Por José Luis Milia.-

El cinismo del que adolecen los políticos argentinos solo es comparable a un albañal usado por décadas. Ni siquiera la muerte los frena cuando de llevar agua a su molino se trata. Es cierto que la impericia y el miedo que atenazan al gobierno es para ellos una ayuda inmejorable, pero acá no se trata de un mistongo juego de la oca. Acá, simplemente estamos hablando de seres envilecidos que por una miñanga de poder son capaces de decir mentiras a repetición.

Es necesario dar nombres porque si no, la rabia que estos crápulas generan con sus declaraciones irresponsables, se diluye en un gran bonete perverso “yo, señor?”… “no, señor”, y al poco tiempo vuelven con sus sandeces inmorales a pretender adjudicarse la fiscalía ética de la República.

Tomemos por ejemplo a Estela Carlotto, decrépita arpía de los derechos humanos que ante la desaparición de Maldonado, como le sobran fondos públicos, se fue a París, y así lo dijo sin sonrojarse, a buscar al desaparecido. Hoy, de vuelta de su búsqueda por las Galerías Lafayette haciendo ostentación de su aire de vestal perforada, acusa a Macri no solo ante la historia, sino también ante la justicia -esto último, al menos de palabra- de la muerte del falso mapuche.

También podríamos mencionar a José Luis Gioja, presidente del partido justicialista que promocionó a José López -el mismo de los bolsos reboleados en el convento de Rodríguez- como secretario del partido y diputado al Parlasur y que, con la autoridad que ese sello de goma le da, también pide autos de fe con hoguera incluida contra cualquiera al que ellos les adjudiquen difusas responsabilidades en este triste caso.
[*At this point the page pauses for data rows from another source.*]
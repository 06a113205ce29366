//! Reverse rotations taking detector-plane momentum transfers into the
//! frame of an oriented model.
//!
//! The mean orientation of the model and the per-point jitter are two
//! separate rotations: the detector coordinates are first rotated back
//! through the mean view angles, then back through the jitter deviations.
//! Both compose into one matrix that is built once per cube point and
//! applied to every `q`. All angles are in degrees.

use crate::consts::PI_180;

/// Reverse rotation for a model that is rotationally symmetric about its
/// `c` axis. Only the bottom row of the composite matrix is needed: the
/// in-plane component follows from `|q|` and `q_c`.
#[derive(Debug, Clone, Copy)]
pub struct QacRotation {
    r31: f64,
    r32: f64,
}

impl QacRotation {
    /// Composes the reverse view rotation at the mean angles
    /// `(theta, phi)` with the reverse jitter rotation at `(dtheta, dphi)`.
    pub fn new(theta: f64, phi: f64, dtheta: f64, dphi: f64) -> QacRotation {
        let (sin_theta, cos_theta) = (theta * PI_180).sin_cos();
        let (sin_phi, cos_phi) = (phi * PI_180).sin_cos();

        // reverse view matrix
        let v11 = cos_phi * cos_theta;
        let v12 = sin_phi * cos_theta;
        let v21 = -sin_phi;
        let v22 = cos_phi;
        let v31 = sin_theta * cos_phi;
        let v32 = sin_phi * sin_theta;

        // reverse jitter matrix, bottom row
        let (sin_dtheta, cos_dtheta) = (dtheta * PI_180).sin_cos();
        let (sin_dphi, cos_dphi) = (dphi * PI_180).sin_cos();
        let j31 = sin_dtheta;
        let j32 = -sin_dphi * cos_dtheta;
        let j33 = cos_dphi * cos_dtheta;

        QacRotation {
            r31: j31 * v11 + j32 * v21 + j33 * v31,
            r32: j31 * v12 + j32 * v22 + j33 * v32,
        }
    }

    /// Maps `(qx, qy)` to `(q_ab, q_c)`. The in-plane component is
    /// recovered from `q_ab^2 = |q|^2 - q_c^2`; a negative radicand from
    /// rounding is clamped to zero.
    pub fn apply(&self, qx: f64, qy: f64) -> (f64, f64) {
        let qc = self.r31 * qx + self.r32 * qy;
        let qab_sq = qx * qx + qy * qy - qc * qc;
        let qab = if qab_sq > 0. { qab_sq.sqrt() } else { 0. };
        (qab, qc)
    }
}

/// Reverse rotation for a fully oriented model; all three rows of the
/// composite matrix are applied.
#[derive(Debug, Clone, Copy)]
pub struct QabcRotation {
    r11: f64,
    r12: f64,
    r21: f64,
    r22: f64,
    r31: f64,
    r32: f64,
}

impl QabcRotation {
    /// Composes the reverse view rotation at the mean angles
    /// `(theta, phi, psi)` with the reverse jitter rotation at
    /// `(dtheta, dphi, dpsi)`.
    pub fn new(theta: f64, phi: f64, psi: f64, dtheta: f64, dphi: f64, dpsi: f64) -> QabcRotation {
        let (sin_theta, cos_theta) = (theta * PI_180).sin_cos();
        let (sin_phi, cos_phi) = (phi * PI_180).sin_cos();
        let (sin_psi, cos_psi) = (psi * PI_180).sin_cos();

        // reverse view matrix
        let v11 = -sin_phi * sin_psi + cos_phi * cos_psi * cos_theta;
        let v12 = sin_phi * cos_psi * cos_theta + sin_psi * cos_phi;
        let v21 = -sin_phi * cos_psi - sin_psi * cos_phi * cos_theta;
        let v22 = -sin_phi * sin_psi * cos_theta + cos_phi * cos_psi;
        let v31 = sin_theta * cos_phi;
        let v32 = sin_phi * sin_theta;

        // reverse jitter matrix
        let (sin_dtheta, cos_dtheta) = (dtheta * PI_180).sin_cos();
        let (sin_dphi, cos_dphi) = (dphi * PI_180).sin_cos();
        let (sin_dpsi, cos_dpsi) = (dpsi * PI_180).sin_cos();
        let j11 = cos_dpsi * cos_dtheta;
        let j12 = sin_dphi * sin_dtheta * cos_dpsi + sin_dpsi * cos_dphi;
        let j13 = sin_dphi * sin_dpsi - sin_dtheta * cos_dphi * cos_dpsi;
        let j21 = -sin_dpsi * cos_dtheta;
        let j22 = -sin_dphi * sin_dpsi * sin_dtheta + cos_dphi * cos_dpsi;
        let j23 = sin_dphi * cos_dpsi + sin_dpsi * sin_dtheta * cos_dphi;
        let j31 = sin_dtheta;
        let j32 = -sin_dphi * cos_dtheta;
        let j33 = cos_dphi * cos_dtheta;

        QabcRotation {
            r11: j11 * v11 + j12 * v21 + j13 * v31,
            r12: j11 * v12 + j12 * v22 + j13 * v32,
            r21: j21 * v11 + j22 * v21 + j23 * v31,
            r22: j21 * v12 + j22 * v22 + j23 * v32,
            r31: j31 * v11 + j32 * v21 + j33 * v31,
            r32: j31 * v12 + j32 * v22 + j33 * v32,
        }
    }

    /// Maps `(qx, qy)` to `(q_a, q_b, q_c)`.
    pub fn apply(&self, qx: f64, qy: f64) -> (f64, f64, f64) {
        (
            self.r11 * qx + self.r12 * qy,
            self.r21 * qx + self.r22 * qy,
            self.r31 * qx + self.r32 * qy,
        )
    }
}
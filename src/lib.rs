//! Weight-normalized scattering intensities for polydisperse models.
//!
//! A scattering model is a pure kernel `F(q; p)` evaluated at a batch of
//! momentum transfers. Polydispersity turns the parameter vector `p` into a
//! Cartesian product of 1-D weighted grids, one grid per dispersed
//! parameter. This crate walks that hypercube, evaluates the kernel at every
//! cube point, and accumulates the weighted intensity per `q` together with
//! the weight-volume denominator the caller divides by.
//!
//! The enumeration of the hypercube is resumable: a call covers a half-open
//! slice `[pd_start, pd_stop)` of cube points and accumulates into a result
//! buffer that can be handed back for the next slice, so long evaluations
//! can be chunked, interrupted and resumed.

pub mod consts;
pub mod integrator;
pub mod magnetic;
pub mod model;
pub mod models;
pub mod orientation;
pub mod output;
pub mod parameters;
pub mod polydispersity;

#[cfg(test)]
pub mod test_helper;

pub use crate::integrator::{Integrator, Snapshot};
pub use crate::model::{AsymmetricModel, Model, ModelInfo, OrientationMode, RadialModel,
                       SymmetricModel};
pub use crate::parameters::{ParameterBlock, ParameterPool};
pub use crate::polydispersity::{ProblemDetails, MAX_PD};

use derive_more::{From, Into};
use serde_derive::{Deserialize, Serialize};

/// Momentum transfer in the detector plane.
#[derive(Debug, Clone, Copy, PartialEq, Serialize, Deserialize, From, Into)]
pub struct QPoint {
    pub x: f64,
    pub y: f64,
}

impl QPoint {
    /// Magnitude of the scattering vector.
    pub fn norm(&self) -> f64 {
        (self.x * self.x + self.y * self.y).sqrt()
    }
}
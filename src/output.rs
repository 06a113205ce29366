use ndarray::Array1;
use serde_derive::{Deserialize, Serialize};

/// Values appended to the output stream while the hypercube is processed.
/// Not all fields need to have values, which is reflected in the Option
/// type.
#[derive(Debug, Default, Serialize, Deserialize)]
pub struct OutputEntry {
    /// Raw weighted intensity sums, one per q point.
    pub accumulated: Option<Array1<f64>>,
    /// Weight-volume denominator accumulated so far.
    pub pd_norm: Option<f64>,
    /// Normalized intensity, `scale * accumulated / pd_norm + background`.
    pub intensity: Option<Array1<f64>>,
    /// First cube point not yet evaluated.
    pub pd_start: usize,
}
//! End-to-end session tests: two peers, in-memory signaling and transport.

mod support;

use std::sync::Arc;
use std::time::Duration;

use tokio::io::{AsyncReadExt, AsyncWriteExt, duplex};
use tokio::runtime::Handle;
use tokio::time::{sleep, timeout};

use icetun_core::{PeerRole, SessionConfig, session};
use support::{FakeConnection, signaling_server};

fn test_config(local: &str, remote: &str) -> SessionConfig {
    SessionConfig {
        signaling_url: "ws://signal.test".to_string(),
        local_id: local.to_string(),
        remote_id: remote.to_string(),
        address: "10.9.0.1/24".to_string(),
        ..Default::default()
    }
}

async fn wait_connected(conn: &FakeConnection) {
    timeout(Duration::from_secs(2), async {
        while !conn.is_connected() {
            sleep(Duration::from_millis(10)).await;
        }
    })
    .await
    .expect("session must reach the connected state");
}

#[tokio::test(flavor = "multi_thread")]
async fn end_to_end_session_relays_packets() {
    let _ = tracing_subscriber::fmt()
        .with_env_filter("debug")
        .try_init();

    let (offer_signaling, answer_signaling) = signaling_server();
    let (offer_conn, answer_conn) =
        FakeConnection::pair((&["c1", "c2"], "u1", "p1"), (&["c3"], "u2", "p2"));

    let (mut offer_local, offer_device) = duplex(64 * 1024);
    let (mut answer_local, answer_device) = duplex(64 * 1024);

    let offer_task = {
        let conn = Arc::clone(&offer_conn);
        let config = test_config("alice", "bob");
        tokio::spawn(async move {
            session::run(
                &config,
                PeerRole::Offer,
                Handle::current(),
                conn,
                offer_signaling,
                move || Ok(offer_device),
            )
            .await
        })
    };
    let answer_task = {
        let conn = Arc::clone(&answer_conn);
        let config = test_config("bob", "alice");
        tokio::spawn(async move {
            session::run(
                &config,
                PeerRole::Answer,
                Handle::current(),
                conn,
                answer_signaling,
                move || Ok(answer_device),
            )
            .await
        })
    };

    wait_connected(&offer_conn).await;
    wait_connected(&answer_conn).await;

    // Each side holds the other's candidates, the end marker, and the
    // other's credentials.
    assert_eq!(offer_conn.recorded_candidates(), vec!["c3".to_string()]);
    assert_eq!(
        offer_conn.end_markers.load(std::sync::atomic::Ordering::SeqCst),
        1
    );
    assert_eq!(
        offer_conn.recorded_credentials(),
        Some(("u2".to_string(), "p2".to_string()))
    );

    assert_eq!(
        answer_conn.recorded_candidates(),
        vec!["c1".to_string(), "c2".to_string()]
    );
    assert_eq!(
        answer_conn.end_markers.load(std::sync::atomic::Ordering::SeqCst),
        1
    );
    assert_eq!(
        answer_conn.recorded_credentials(),
        Some(("u1".to_string(), "p1".to_string()))
    );

    // A frame written to the offer side's device arrives verbatim at the
    // answer side's device.
    offer_local.write_all(b"ping").await.unwrap();
    let mut buf = [0u8; 4];
    timeout(Duration::from_secs(2), answer_local.read_exact(&mut buf))
        .await
        .expect("payload must cross the tunnel")
        .unwrap();
    assert_eq!(&buf, b"ping");

    // And the reverse direction.
    answer_local.write_all(b"pong").await.unwrap();
    timeout(Duration::from_secs(2), offer_local.read_exact(&mut buf))
        .await
        .expect("payload must cross the tunnel")
        .unwrap();
    assert_eq!(&buf, b"pong");

    offer_task.abort();
    answer_task.abort();
}

#[tokio::test]
async fn session_rejects_invalid_config() {
    let (offer_signaling, _answer_signaling) = signaling_server();
    let (conn, _inbound, _outbound) = FakeConnection::new(&[], "u", "p");

    let mut config = test_config("alice", "bob");
    config.components = 3;

    let result = session::run(
        &config,
        PeerRole::Offer,
        Handle::current(),
        conn,
        offer_signaling,
        || Ok(tokio::io::duplex(16).0),
    )
    .await;
    assert!(result.is_err());
}
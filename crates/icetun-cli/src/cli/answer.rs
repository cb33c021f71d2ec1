//! Answer Command Implementation

use std::path::PathBuf;

use anyhow::Result;
use icetun_core::PeerRole;

use super::SessionArgs;

/// Run the answer command
pub async fn run(args: SessionArgs, config_file: Option<PathBuf>) -> Result<()> {
    let config = args.into_config(config_file)?;
    super::start(config, PeerRole::Answer).await
}
//! Bidirectional best-effort packet bridge between a virtual device and the
//! transport's data component.
//!
//! Outbound frames read from the device go through a bounded queue drained
//! by one dedicated sender task, so device reads are never blocked on an
//! in-flight transport send while send ordering stays intact and a full
//! queue applies backpressure. Inbound delivery is strictly sequential: one
//! receive is awaited at a time and every non-empty payload is written to
//! the device verbatim, preserving transport order. Packet boundaries are
//! 1:1 in both directions.
//!
//! The relay runs until the first fatal error on either path; there is no
//! partial-failure recovery.

use std::sync::Arc;

use bytes::Bytes;
use tokio::io::{AsyncRead, AsyncReadExt, AsyncWrite, AsyncWriteExt};
use tokio::runtime::Handle;
use tokio::sync::mpsc;
use tracing::trace;

use crate::connection::{Connection, DATA_COMPONENT};
use crate::error::{IcetunError, Result};

/// Headroom over the MTU when reading device frames.
const FRAME_HEADROOM: usize = 32;

/// Relay between one virtual device and one connected transport.
///
/// Owns the device and the transport exclusively for the process lifetime.
/// The sender task is spawned on the handle supplied at construction.
pub struct RelayLoop<C: Connection> {
    conn: Arc<C>,
    runtime: Handle,
    mtu: usize,
    queue_depth: usize,
}

impl<C: Connection> RelayLoop<C> {
    pub fn new(runtime: Handle, conn: Arc<C>, mtu: usize, queue_depth: usize) -> Self {
        Self {
            conn,
            runtime,
            mtu,
            queue_depth,
        }
    }

    /// Relay packets until a fatal error occurs on either path.
    pub async fn run<D>(self, device: D) -> Result<()>
    where
        D: AsyncRead + AsyncWrite + Send + 'static,
    {
        let (device_read, device_write) = tokio::io::split(device);
        let (frame_tx, frame_rx) = mpsc::channel::<Bytes>(self.queue_depth);

        let sender = self
            .runtime
            .spawn(Self::drain_outbound(Arc::clone(&self.conn), frame_rx));

        tokio::select! {
            res = Self::read_device(device_read, frame_tx, self.mtu + FRAME_HEADROOM) => res,
            res = Self::write_device(device_write, Arc::clone(&self.conn)) => res,
            res = sender => match res {
                Ok(res) => res,
                Err(err) => Err(IcetunError::RelayIo(format!("sender task failed: {err}"))),
            },
        }
    }

    /// Outbound path: device frames into the bounded send queue.
    async fn read_device<R>(
        mut device: R,
        frames: mpsc::Sender<Bytes>,
        buf_size: usize,
    ) -> Result<()>
    where
        R: AsyncRead + Unpin,
    {
        let mut buf = vec![0u8; buf_size];
        loop {
            let n = device
                .read(&mut buf)
                .await
                .map_err(|err| IcetunError::RelayIo(format!("device read failed: {err}")))?;
            if n == 0 {
                // Idle frames are never forwarded; a zero-length read means
                // the device is gone.
                return Err(IcetunError::RelayIo("device closed".to_string()));
            }
            trace!(len = n, "device -> transport");
            if frames.send(Bytes::copy_from_slice(&buf[..n])).await.is_err() {
                return Err(IcetunError::RelayIo("send queue closed".to_string()));
            }
        }
    }

    /// Dedicated sender task: drains the queue in order.
    async fn drain_outbound(conn: Arc<C>, mut frames: mpsc::Receiver<Bytes>) -> Result<()> {
        while let Some(frame) = frames.recv().await {
            conn.send_to(&frame, DATA_COMPONENT)
                .await
                .map_err(|err| IcetunError::RelayIo(format!("transport send failed: {err}")))?;
        }
        Ok(())
    }

    /// Inbound path: transport payloads onto the device, in arrival order.
    async fn write_device<W>(mut device: W, conn: Arc<C>) -> Result<()>
    where
        W: AsyncWrite + Unpin,
    {
        loop {
            let (payload, component) = conn
                .recv_from()
                .await
                .map_err(|err| IcetunError::RelayIo(format!("transport receive failed: {err}")))?;
            if payload.is_empty() {
                continue;
            }
            trace!(len = payload.len(), component, "transport -> device");
            device
                .write_all(&payload)
                .await
                .map_err(|err| IcetunError::RelayIo(format!("device write failed: {err}")))?;
        }
    }
}
//! Error types for icetun
//!
//! Provides a unified error handling strategy using thiserror.

use std::time::Duration;

use thiserror::Error;

/// Result type alias for icetun operations
pub type Result<T> = std::result::Result<T, IcetunError>;

/// Unified error type for all icetun operations.
///
/// None of these are retried or recovered locally; every error surfaces to
/// the top-level runner, which logs it and exits with a non-zero status.
#[derive(Error, Debug)]
pub enum IcetunError {
    // ─────────────────────────────────────────────────────────────
    // Signaling Errors
    // ─────────────────────────────────────────────────────────────
    #[error("signaling protocol violation: {0}")]
    Protocol(String),

    #[error("signaling transport error: {0}")]
    Signaling(String),

    // ─────────────────────────────────────────────────────────────
    // Transport Errors
    // ─────────────────────────────────────────────────────────────
    #[error("candidate gathering timed out after {0:?}")]
    GatherTimeout(Duration),

    #[error("transport error: {0}")]
    Transport(String),

    // ─────────────────────────────────────────────────────────────
    // Relay Errors
    // ─────────────────────────────────────────────────────────────
    #[error("relay i/o error: {0}")]
    RelayIo(String),

    #[error("virtual device error: {0}")]
    Device(String),

    // ─────────────────────────────────────────────────────────────
    // Configuration Errors
    // ─────────────────────────────────────────────────────────────
    #[error("configuration error: {0}")]
    Config(String),

    // ─────────────────────────────────────────────────────────────
    // IO Errors
    // ─────────────────────────────────────────────────────────────
    #[error("io error: {0}")]
    Io(#[from] std::io::Error),

    #[error("serialization error: {0}")]
    Serialization(String),
}

impl From<serde_json::Error> for IcetunError {
    fn from(err: serde_json::Error) -> Self {
        IcetunError::Serialization(err.to_string())
    }
}

impl From<tokio_tungstenite::tungstenite::Error> for IcetunError {
    fn from(err: tokio_tungstenite::tungstenite::Error) -> Self {
        IcetunError::Signaling(err.to_string())
    }
}

impl From<webrtc_ice::Error> for IcetunError {
    fn from(err: webrtc_ice::Error) -> Self {
        IcetunError::Transport(err.to_string())
    }
}

impl From<tun::Error> for IcetunError {
    fn from(err: tun::Error) -> Self {
        IcetunError::Device(err.to_string())
    }
}
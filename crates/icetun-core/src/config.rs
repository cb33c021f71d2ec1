//! Configuration for icetun sessions.
//!
//! Holds operator defaults only (endpoints, device parameters); session
//! data such as candidates and credentials is ephemeral and never persisted.

use std::path::PathBuf;
use std::time::Duration;

use serde::{Deserialize, Serialize};

use crate::error::{IcetunError, Result};
use crate::ice::DEFAULT_STUN_SERVER;

/// Parameters for one tunnel session.
#[derive(Debug, Clone, Serialize, Deserialize)]
pub struct SessionConfig {
    /// Signaling server url (e.g. `wss://server:443`).
    pub signaling_url: String,

    /// Signaling id of this host.
    pub local_id: String,

    /// Signaling id of the remote host to connect to.
    pub remote_id: String,

    /// Virtual device name.
    pub device: String,

    /// Interface address in CIDR form (e.g. `10.1.0.1/24`).
    pub address: String,

    /// Device MTU.
    pub mtu: u16,

    /// Transport component count. The relay uses component 1 only.
    pub components: u16,

    /// Restrict candidate gathering to one local interface.
    pub allow_interface: Option<String>,

    /// Gather IPv6 candidates as well.
    pub use_ipv6: bool,

    /// Abort if candidate gathering exceeds this bound.
    pub gather_timeout_secs: Option<u64>,

    /// STUN server used for candidate discovery (`host:port`).
    pub stun_server: String,

    /// Depth of the bounded outbound send queue.
    pub send_queue_depth: usize,
}

impl Default for SessionConfig {
    fn default() -> Self {
        Self {
            signaling_url: String::new(),
            local_id: String::new(),
            remote_id: String::new(),
            device: "icetun0".to_string(),
            address: String::new(),
            mtu: 1400,
            components: 1,
            allow_interface: None,
            use_ipv6: false,
            gather_timeout_secs: None,
            stun_server: DEFAULT_STUN_SERVER.to_string(),
            send_queue_depth: 64,
        }
    }
}

impl SessionConfig {
    /// Loads configuration from a file
    pub fn load(path: &PathBuf) -> Result<Self> {
        let contents = std::fs::read_to_string(path)?;
        toml::from_str(&contents).map_err(|e| IcetunError::Config(e.to_string()))
    }

    /// Saves configuration to a file
    pub fn save(&self, path: &PathBuf) -> Result<()> {
        let contents =
            toml::to_string_pretty(self).map_err(|e| IcetunError::Config(e.to_string()))?;

        if let Some(parent) = path.parent() {
            std::fs::create_dir_all(parent)?;
        }

        std::fs::write(path, contents)?;
        Ok(())
    }

    /// Returns the default configuration file path
    pub fn default_config_path() -> PathBuf {
        dirs::config_dir()
            .unwrap_or_else(|| PathBuf::from("."))
            .join("icetun")
            .join("config.toml")
    }

    /// Gather bound as a [`Duration`], if configured.
    pub fn gather_timeout(&self) -> Option<Duration> {
        self.gather_timeout_secs.map(Duration::from_secs)
    }

    /// Check that every field needed to run a session is usable.
    pub fn validate(&self) -> Result<()> {
        if self.signaling_url.is_empty() {
            return Err(IcetunError::Config("signaling url is required".to_string()));
        }
        if self.local_id.is_empty() || self.remote_id.is_empty() {
            return Err(IcetunError::Config(
                "local and remote signaling ids are required".to_string(),
            ));
        }
        if self.address.is_empty() {
            return Err(IcetunError::Config(
                "interface address is required".to_string(),
            ));
        }
        if self.mtu == 0 {
            return Err(IcetunError::Config("mtu must be non-zero".to_string()));
        }
        if self.components != 1 {
            return Err(IcetunError::Config(
                "only one transport component is supported".to_string(),
            ));
        }
        if self.send_queue_depth == 0 {
            return Err(IcetunError::Config(
                "send queue depth must be non-zero".to_string(),
            ));
        }
        Ok(())
    }
}
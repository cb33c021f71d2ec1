//! CLI Command Definitions
//!
//! Defines the command-line interface using clap.

pub mod answer;
pub mod offer;

use std::path::PathBuf;
use std::sync::Arc;

use anyhow::Result;
use clap::{Args, Parser, Subcommand};
use tokio::runtime::Handle;
use tracing::info;

use icetun_core::{IceConnection, PeerRole, SessionConfig, WsTransport, device, session};

/// icetun - Peer-to-Peer TUN Tunnel
///
/// Negotiates connectivity with a remote host through a signaling server,
/// then bridges a local TUN device to the resulting transport.
#[derive(Parser, Debug)]
#[command(name = "icetun")]
#[command(author, version, about, long_about = None)]
#[command(propagate_version = true)]
pub struct Cli {
    /// Enable verbose debug logging
    #[arg(short, long, global = true)]
    pub verbose: bool,

    /// Load defaults from a config file
    #[arg(long, global = true, value_name = "FILE")]
    pub config: Option<PathBuf>,

    #[command(subcommand)]
    pub command: Commands,
}

#[derive(Subcommand, Debug)]
pub enum Commands {
    /// Offer a tunnel
    ///
    /// Acts as the controlling side and waits for the peer to request the
    /// session descriptor before sending it.
    Offer(SessionArgs),

    /// Answer a tunnel
    ///
    /// Opens the signaling session, requests the peer's descriptor, and
    /// replies with its own.
    Answer(SessionArgs),
}

#[derive(Args, Debug)]
pub struct SessionArgs {
    /// Signaling url (eg wss://server:443)
    #[arg(long, value_name = "URL")]
    pub signaling_url: Option<String>,

    /// Signaling id of this host
    #[arg(long, value_name = "ID")]
    pub our_id: Option<String>,

    /// Signaling id of remote host to connect to
    #[arg(long, value_name = "ID")]
    pub remote_id: Option<String>,

    /// Virtual device name
    #[arg(long, value_name = "NAME")]
    pub dev: Option<String>,

    /// Interface address in CIDR form (eg 10.1.0.1/24)
    #[arg(long, value_name = "CIDR")]
    pub ip: Option<String>,

    /// Device MTU
    #[arg(long)]
    pub mtu: Option<u16>,

    /// Transport component count
    #[arg(long)]
    pub components: Option<u16>,

    /// Restrict candidate gathering to one local interface
    #[arg(long, value_name = "IFACE")]
    pub allow_iface: Option<String>,

    /// Gather IPv6 candidates as well
    #[arg(long)]
    pub ipv6: bool,

    /// Abort if candidate gathering takes longer than this many seconds
    #[arg(long, value_name = "SECS")]
    pub gather_timeout: Option<u64>,
}

impl SessionArgs {
    /// Merge CLI flags over file defaults into a validated config.
    pub fn into_config(self, file: Option<PathBuf>) -> Result<SessionConfig> {
        let mut config = match file {
            Some(path) => SessionConfig::load(&path)?,
            None => SessionConfig::default(),
        };

        if let Some(url) = self.signaling_url {
            config.signaling_url = url;
        }
        if let Some(id) = self.our_id {
            config.local_id = id;
        }
        if let Some(id) = self.remote_id {
            config.remote_id = id;
        }
        if let Some(dev) = self.dev {
            config.device = dev;
        }
        if let Some(ip) = self.ip {
            config.address = ip;
        }
        if let Some(mtu) = self.mtu {
            config.mtu = mtu;
        }
        if let Some(components) = self.components {
            config.components = components;
        }
        if let Some(iface) = self.allow_iface {
            config.allow_interface = Some(iface);
        }
        if self.ipv6 {
            config.use_ipv6 = true;
        }
        if let Some(secs) = self.gather_timeout {
            config.gather_timeout_secs = Some(secs);
        }

        config.validate()?;
        Ok(config)
    }
}

/// Shared by the offer and answer commands.
pub(crate) async fn start(config: SessionConfig, role: PeerRole) -> Result<()> {
    info!(%role, id = %config.local_id, peer = %config.remote_id, "starting session");

    let conn = Arc::new(
        IceConnection::new(
            role.is_controlling(),
            &config.stun_server,
            config.use_ipv6,
            config.allow_interface.clone(),
        )
        .await?,
    );
    let transport = WsTransport::connect(&config.signaling_url).await?;

    let device_name = config.device.clone();
    let address = config.address.clone();
    let mtu = config.mtu;
    session::run(&config, role, Handle::current(), conn, transport, move || {
        device::open_tun(&device_name, &address, mtu)
    })
    .await?;

    Ok(())
}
Son, por ahora, solo dos nombres, pero la lista de canallas es larga y la náusea crece con cada declaración leída o escuchada que usufructúa esta desgracia que no hubiera debido suceder jamás si no hubiera habido en 1994 una cáfila de ventajeros y aprovechados que urdieron una Constitución con pretensiones tilingas y en la que para hacerse los “progres” simpáticos crearon una nueva clase de argentinos que está por sobre el resto de los argentinos, los argentos de los pueblos originarios, que hoy tienen hasta el derecho de embarcarse en una secesión mientras un coro de idiotas los aplaude y apoya esperando de esto un premio electoral.

Es cierto que si algo ha sido dejado de lado y a morir en el estiércol son los llamados pueblos originarios. Hoy se les regala algo de tierra y se les promete cualquier cosa pues es políticamente correcto hacerlo, pero quisiera que alguien me dijera cuántos de ellos, después de tantos años de populismo «progre», tienen acceso a la educación o a la sanidad; no a una educación que les permita contar hasta cuatro y firmar con una cruz, sino a una educación en serio. No a una sanidad pública que les permita morirse a los 40 años en lugar de los veintiocho usuales sino al derecho de acceder a hospitales de alta complejidad y no a meras salitas de primeros auxilios.

Hoy, ni siquiera ante la muerte, los autores intelectuales de genocidios en serio y desapariciones forzadas, ¿o las desapariciones de niñas y mujeres que son aprehendidas por las redes de trata no son desapariciones forzadas? Hablan como si de ellos no fuera la culpa, como si ellos no hubieran estado aquí desde hace setenta años embaucando a un pobre pueblo que hoy cree que una heladera de cuarta o un par de chapas o frazadas en época de elecciones son lo mejor que puede esperar.